-- Task instructions --
All entries that follow are to be printed exactly as written.

-- Data to process --
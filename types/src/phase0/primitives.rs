use fixed_hash::construct_fixed_hash;

pub use ethereum_types::{H256, H32};

pub type CommitteeIndex = u64;
pub type Domain = H256;
pub type DomainType = H32;
pub type Epoch = u64;
pub type Gwei = u64;
pub type Slot = u64;
pub type SubnetId = u64;
pub type UnixSeconds = u64;
pub type ValidatorIndex = u64;
pub type Version = H32;

// Public keys and signatures are kept in compressed form.
// Decompressing and checking them is left to the `BatchVerifier` implementation.
construct_fixed_hash! {
    pub struct PublicKeyBytes(48);
}

construct_fixed_hash! {
    pub struct SignatureBytes(96);
}

impl SignatureBytes {
    /// The point at infinity in compressed form.
    #[must_use]
    pub fn empty() -> Self {
        let mut bytes = Self::zero();
        bytes.0[0] = 0xc0;
        bytes
    }

    #[must_use]
    pub fn is_empty(&self) -> bool {
        *self == Self::empty()
    }
}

-- Expected answer --
filename types/src/phase0/primitives.rs
use fixed_hash::construct_fixed_hash;

pub use ethereum_types::{H256, H32};

pub type CommitteeIndex = u64;
pub type Domain = H256;
pub type DomainType = H32;
pub type Epoch = u64;
pub type Gwei = u64;
pub type Slot = u64;
pub type SubnetId = u64;
pub type UnixSeconds = u64;
pub type ValidatorIndex = u64;
pub type Version = H32;

// Public keys and signatures are kept in compressed form.
// Decompressing and checking them is left to the `BatchVerifier` implementation.
construct_fixed_hash! {
    pub struct PublicKeyBytes(48);
}

construct_fixed_hash! {
    pub struct SignatureBytes(96);
}

impl SignatureBytes {
    /// The point at infinity in compressed form.
    #[must_use]
    pub fn empty() -> Self {
        let mut bytes = Self::zero();
        bytes.0[0] = 0xc0;
        bytes
    }

    #[must_use]
    pub fn is_empty(&self) -> bool {
        *self == Self::empty()
    }
}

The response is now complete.